Je me tape un peu triste le carrefour de l’A. On a malgré tout des repères : une pharmacie, les pépinières, où l’on arrose contre quelques jetons, la route qui part vers la mer. Pourquoi cet endroit, non l’envers, et marcher longuement jusqu’au vide, à l’étale. Moins sentir peut- être la morsure rapide d’un coït, au retour de nuit, dans la chair.
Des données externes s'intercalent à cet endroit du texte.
use chrono::{TimeZone, Utc};
use mindcast_core::models::*;
use mindcast_core::registry::ContributorRegistry;
use mindcast_core::traits::{IEpisodeTypeRegistry, IForecastContributor};
use mindcast_core::MindcastResult;
use std::sync::Arc;

struct Types;

impl IEpisodeTypeRegistry for Types {
    fn can_correlate(&self, _a: &str, _b: &str) -> bool {
        true
    }
    fn base_correlation_strength(&self, _a: &str, _b: &str) -> f64 {
        0.5
    }
    fn type_config(&self, episode_type: &str) -> Option<TypeConfig> {
        (episode_type == "anxiety").then(|| TypeConfig {
            display_name: "Anxiety".to_string(),
            color: "#ff0000".to_string(),
            weight: 1.0,
        })
    }
}

struct Fixed(&'static str);

impl IForecastContributor for Fixed {
    fn episode_type(&self) -> &str {
        self.0
    }
    fn contribute_to_forecast(
        &self,
        _user_id: UserId,
        _window: ForecastWindow,
    ) -> MindcastResult<ForecastContribution> {
        Ok(ForecastContribution::scored(0.5, 0.5, 1.0))
    }
}

#[test]
fn contributor_registry_rejects_unknown_types() {
    let registry = ContributorRegistry::new()
        .with(Arc::new(Fixed("anxiety")))
        .unwrap()
        .with(Arc::new(Fixed("daydreaming")))
        .unwrap();
    assert!(registry.validate(&Types).is_err());
}

#[test]
fn contributor_registry_rejects_duplicates() {
    let registry = ContributorRegistry::new().with(Arc::new(Fixed("anxiety"))).unwrap();
    assert!(registry.with(Arc::new(Fixed("anxiety"))).is_err());
}

#[test]
fn display_name_falls_back_to_tag() {
    assert_eq!(Types.display_name("anxiety"), "Anxiety");
    assert_eq!(Types.display_name("unknown"), "unknown");
}

#[test]
fn forecast_outcome_serializes_with_status_tag() {
    let denied = ForecastOutcome::AccessDenied(AccessDenied::new(
        9,
        ForecastWindow::Days7,
        MembershipTier::Premium,
        MembershipTier::Basic,
    ));
    let json = serde_json::to_value(&denied).unwrap();
    assert_eq!(json["status"], "access_denied");
    assert_eq!(json["required_tier"], "premium");
    assert!(denied.forecast().is_none());
}

#[test]
fn date_range_is_inclusive() {
    let center = Utc.with_ymd_and_hms(2026, 3, 1, 12, 0, 0).unwrap();
    let range = DateRange::around(center, chrono::Duration::days(7));
    assert!(range.contains(center - chrono::Duration::days(7)));
    assert!(range.contains(center + chrono::Duration::days(7)));
    assert!(!range.contains(center + chrono::Duration::days(8)));
}

#[test]
fn every_window_algorithm_is_unique_within_window() {
    for window in ForecastWindow::ALL {
        let algs = window.algorithms();
        let mut sorted = algs.to_vec();
        sorted.sort();
        sorted.dedup();
        assert_eq!(sorted.len(), algs.len(), "duplicate algorithm in {window}");
    }
}
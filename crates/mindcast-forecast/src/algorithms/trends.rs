//! Month-over-month change in episode frequency and severity.

use chrono::Duration;

use mindcast_core::errors::MindcastResult;
use mindcast_core::models::{Algorithm, Episode, ForecastInsight, InsightKind};

use super::{AlgorithmContext, ForecastAlgorithm, ForecastDraft};

const PERIOD_DAYS: i64 = 30;
/// Relative change in episode count treated as a trend.
const FREQUENCY_CHANGE: f64 = 0.25;
const MIN_RECENT_EPISODES: usize = 3;
const RISING_FREQUENCY_RISK: f64 = 0.1;
const FALLING_FREQUENCY_RELIEF: f64 = -0.05;
/// Rise in mean severity (0–10 scale) treated as worsening.
const SEVERITY_CHANGE: f64 = 1.0;
const RISING_SEVERITY_RISK: f64 = 0.05;

pub struct LongTermTrends;

impl ForecastAlgorithm for LongTermTrends {
    fn algorithm(&self) -> Algorithm {
        Algorithm::LongTermTrends
    }

    fn apply(&self, ctx: &AlgorithmContext<'_>, draft: &mut ForecastDraft) -> MindcastResult<()> {
        let split = ctx.now - Duration::days(PERIOD_DAYS);
        let earliest = split - Duration::days(PERIOD_DAYS);
        let (recent, prior): (Vec<&Episode>, Vec<&Episode>) = ctx
            .episodes
            .iter()
            .filter(|e| e.episode_date >= earliest && e.episode_date <= ctx.now)
            .partition(|e| e.episode_date >= split);

        if prior.is_empty() {
            return Ok(());
        }
        let change = (recent.len() as f64 - prior.len() as f64) / prior.len() as f64;
        if change >= FREQUENCY_CHANGE && recent.len() >= MIN_RECENT_EPISODES {
            draft.activate(
                "rising_frequency",
                format!(
                    "{} episodes in the last 30 days, up from {}",
                    recent.len(),
                    prior.len()
                ),
                RISING_FREQUENCY_RISK,
            );
            draft.insights.push(ForecastInsight::new(
                InsightKind::Warning,
                "rising_frequency",
                "Episodes are becoming more frequent",
                "You have logged noticeably more episodes this month than last month.",
            ));
        } else if change <= -FREQUENCY_CHANGE {
            draft.add_risk(FALLING_FREQUENCY_RELIEF);
            draft.insights.push(ForecastInsight::new(
                InsightKind::Positive,
                "falling_frequency",
                "Fewer episodes this month",
                "You have logged fewer episodes this month than last month.",
            ));
        }

        if let (Some(now_sev), Some(then_sev)) = (mean_severity(&recent), mean_severity(&prior)) {
            if now_sev - then_sev >= SEVERITY_CHANGE {
                draft.activate(
                    "rising_severity",
                    format!("Average severity rose from {then_sev:.1} to {now_sev:.1}"),
                    RISING_SEVERITY_RISK,
                );
            }
        }
        Ok(())
    }
}

fn mean_severity(episodes: &[&Episode]) -> Option<f64> {
    if episodes.is_empty() {
        return None;
    }
    Some(episodes.iter().map(|e| e.severity_score).sum::<f64>() / episodes.len() as f64)
}

#[cfg(test)]
mod tests {
    use super::super::test_support::{context, Profile};
    use super::*;
    use chrono::{TimeZone, Utc};
    use mindcast_core::models::{ForecastWindow, UserPatterns};

    fn ep(days_ago: i64, severity: f64, now: chrono::DateTime<Utc>) -> Episode {
        Episode {
            episode_id: 1,
            user_id: 1,
            episode_type: "anxiety".to_string(),
            episode_date: now - Duration::days(days_ago),
            severity_score: severity,
            trigger_category: None,
            location: None,
            has_biological_factors: false,
        }
    }

    #[test]
    fn worsening_month_adds_risk_and_warns() {
        let now = Utc.with_ymd_and_hms(2026, 6, 30, 12, 0, 0).unwrap();
        let episodes: Vec<Episode> = [45, 50, 2, 5, 9, 14]
            .iter()
            .map(|&d| ep(d, if d < 30 { 7.0 } else { 4.0 }, now))
            .collect();
        let patterns = UserPatterns::default();
        let profile = Profile::default();
        let ctx = context(ForecastWindow::Days30, now, &episodes, &patterns, &[], &profile);
        let mut draft = ForecastDraft::starting_at(0.3);
        LongTermTrends.apply(&ctx, &mut draft).unwrap();

        assert!((draft.overall_risk - 0.45).abs() < 1e-9);
        assert_eq!(draft.insights[0].key, "rising_frequency");
        assert_eq!(draft.active_patterns.len(), 2);
    }

    #[test]
    fn no_prior_month_means_no_trend() {
        let now = Utc.with_ymd_and_hms(2026, 6, 30, 12, 0, 0).unwrap();
        let episodes = vec![ep(1, 9.0, now), ep(2, 9.0, now), ep(3, 9.0, now)];
        let patterns = UserPatterns::default();
        let profile = Profile::default();
        let ctx = context(ForecastWindow::Days30, now, &episodes, &patterns, &[], &profile);
        let mut draft = ForecastDraft::starting_at(0.3);
        LongTermTrends.apply(&ctx, &mut draft).unwrap();
        assert_eq!(draft.overall_risk, 0.3);
    }
}
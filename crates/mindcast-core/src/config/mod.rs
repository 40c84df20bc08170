pub mod correlation_config;
pub mod defaults;
pub mod forecast_config;
pub mod observability_config;

use serde::{Deserialize, Serialize};

pub use correlation_config::CorrelationConfig;
pub use forecast_config::ForecastConfig;
pub use observability_config::ObservabilityConfig;

use crate::errors::{MindcastError, MindcastResult};

/// Top-level configuration aggregating all subsystem configs.
#[derive(Debug, Clone, Serialize, Deserialize, Default)]
#[serde(default)]
pub struct MindcastConfig {
    pub correlation: CorrelationConfig,
    pub forecast: ForecastConfig,
    pub observability: ObservabilityConfig,
}

impl MindcastConfig {
    /// Load config from a TOML string, falling back to defaults for missing fields.
    pub fn from_toml(toml_str: &str) -> MindcastResult<Self> {
        let config: Self =
            toml::from_str(toml_str).map_err(|e| MindcastError::ConfigError(e.to_string()))?;
        config.validate()?;
        Ok(config)
    }

    /// Reject values the engines cannot work with.
    pub fn validate(&self) -> MindcastResult<()> {
        let c = &self.correlation;
        if !(0.0..=1.0).contains(&c.min_correlation_strength) {
            return Err(MindcastError::ConfigError(format!(
                "min_correlation_strength must be within [0, 1], got {}",
                c.min_correlation_strength
            )));
        }
        if c.pattern_thresholds.is_empty() {
            return Err(MindcastError::ConfigError(
                "pattern_thresholds must not be empty".to_string(),
            ));
        }
        if c.pattern_thresholds.windows(2).any(|w| w[0] >= w[1]) {
            return Err(MindcastError::ConfigError(format!(
                "pattern_thresholds must be strictly increasing, got {:?}",
                c.pattern_thresholds
            )));
        }
        if c.correlation_window_days < 1 {
            return Err(MindcastError::ConfigError(
                "correlation_window_days must be at least 1".to_string(),
            ));
        }
        Ok(())
    }
}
Franchir les illuminations. Sans croire qu’on est un criminel. Un traineur de bas-fonds. Du cliché-surface (les étoiles pendues, les flocons) pourrait poindre quelqu’un, sa parole, illégale. Qui aurait été battu lui aussi, pour une autre raison, sans avoir fait de mal.

Éros Sambóko #45

Durée, séquence, mes pieds dans les ordures et l’optique qui s’efface (l’imperspective sur l’écran, seul le ton, l’écoute, d’ailleurs elle m’appelle – pour me dire quoi, qu’elle ne sait plus ce que ses mains ce que ses doigts, tu verras nous serons tranquilles – je dis que non jamais vraiment). Que je suis plaie, à l’instant même. Qu’il y a l’oiseau de couleur crème. Que la nuit brise. Que l’on m’attend. Pour une fois rester, défaire, dormir au milieu des grillons, à flanc de monticule, il est tard de toute façon, quitter là quand le soleil, trouver tes affaires sur le seuil, gisantes, et que l’enfant n’habite plus sous les branches de la femme mère (à qui je dois six mois de location).